Ce tome commence avec une séance de masturbation de Joe. Trish rentre de ses cours et lui demande ce qu'il a fait de sa journée ce qui l'énerve instantanément dans la mesure où il n'a pas la conscience tranquille. Ils habitent ensemble dans la banlieue de Toronto. Joe Matt passe ses journées à glander sans avancer dans ses bandes dessinées, pendant que Trish poursuit ses études de graphiste. de temps à autre, il se rend à Toronto pour papoter avec Chester Brown et Seth, 2 autres auteurs de BD canadiens. Il mate les filles dans la rue et remarque une superbe métisse qui par hasard va être amenée à travailler avec Trish. Au fil des semaines ses relations avec Trish se détériorent et il finit par prendre la décision de louer une chambre chez un couple de retraité à Toronto même. Il fait tout pour éviter l'autre locataire un peu envahissant.

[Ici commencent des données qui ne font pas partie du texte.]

//! Brief formatter: the edition in one paragraph

use crate::output::formatter::OutputFormatter;
use breath_domain::{HealthRisk, PredictionReport, report_time};
use chrono::NaiveDateTime;
use colored::Colorize;

pub struct BriefFormatter;

impl BriefFormatter {
    pub fn format(report: &PredictionReport, issued_at: NaiveDateTime) -> String {
        let info = report.aqi_info();
        let (pollutant, value, severity) = report.pollutants.worst();

        let mut output = format!(
            "{} AQI {} ({}). Worst pollutant: {} at {} µg/m³ [{}].",
            format!("[{}]", report_time(issued_at.time())).dimmed(),
            report.display_aqi().to_string().bold(),
            info.band.short_name(),
            pollutant.label(),
            value,
            severity
        );

        if let Some((symptom, risk)) = report.highest_risk() {
            output.push_str(&format!(
                " Highest risk: {} ({}, {}).",
                HealthRisk::headline(symptom),
                risk.percent_label(),
                risk.risk_level
            ));
        }

        output
    }
}

impl OutputFormatter for BriefFormatter {
    fn format(&self, report: &PredictionReport, issued_at: NaiveDateTime) -> String {
        Self::format(report, issued_at)
    }
}

#[cfg(test)]
mod tests {
    use super::*;
    use crate::output::test_support::{plain, sample_report};
    use chrono::NaiveDate;

    #[test]
    fn test_brief_summary() {
        plain();
        let issued_at = NaiveDate::from_ymd_opt(2026, 10, 18)
            .unwrap()
            .and_hms_opt(9, 5, 0)
            .unwrap();

        let brief = BriefFormatter::format(&sample_report(), issued_at);

        assert_eq!(
            brief,
            "[09:05 AM] AQI 163 (Unhealthy). Worst pollutant: PM2.5 at 72.35 µg/m³ [POOR]. \
             Highest risk: Respiratory difficulties (71% probability, HIGH)."
        );
    }

    #[test]
    fn test_brief_without_risks() {
        plain();
        let mut report = sample_report();
        report.health_risks.clear();
        let issued_at = NaiveDate::from_ymd_opt(2026, 1, 2)
            .unwrap()
            .and_hms_opt(18, 0, 0)
            .unwrap();
        let brief = BriefFormatter::format(&report, issued_at);
        assert!(!brief.contains("Highest risk"));
    }
}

Il ne voit plus Trish qu'un week-end sur deux. Il rencontre un fan (joueur de basse dans un groupe de rock) dans un magasin de comics et il continue de fréquenter Chester Brown et Seth. Il peut enfin visionner ses disques de personnages, et se masturber à volonté, sans ressentir de culpabilité.

Avec ces épisodes, Joe Matt abandonne les tâtonnements graphiques pour adopter une mise en page rigoureuse de 6 cases par page (3 rangées de 2 cases), avec une fusion de temps à autre de 2 cases d'une même ligne, ou de 4 cases. Sa façon de dessiner les personnages oscille entre un style très simple à l'image de sa personne sur la couverture, ou des expressions plus travaillées pour le visage. Il a abandonné les rendus plus simplistes qu'il utilisait dans ses premières planches. Il continue d'exagérer les expressions des visages pour accentuer un sentiment, le plus souvent à des fins comiques, le plus souvent à ses dépends. Parfois il détaille plus un visage pour le rendre un peu plus réaliste ce qui a pour effet de faire changer l'individu de registre : d'un personnage imaginaire, il s'incarne pour se rapprocher de son modèle réel. Sans créer de véritable hiatus, ce glissement dans le mode de représentation rend les comportements et les réactions affectives plus proches des nôtres, et fait baisser le capital sympathie des protagonistes. Cela accentue l'amertume et l'alacrité des relations. Matt a pris le parti de systématiser les décors dans plus de 80% des cases. Ils sont dessinés avec le même niveau de simplification que les individus, tout en conservant un bon niveau de détails. du coup le lecteur peut se projeter dans l'environnement de Joe Matt, observer les intérieurs dans lesquels il évolue, marcher à ses cotés dans la rue, se faire une idée des cafés qu'il fréquente avec Chester Brown et Seth, ou avec une amie.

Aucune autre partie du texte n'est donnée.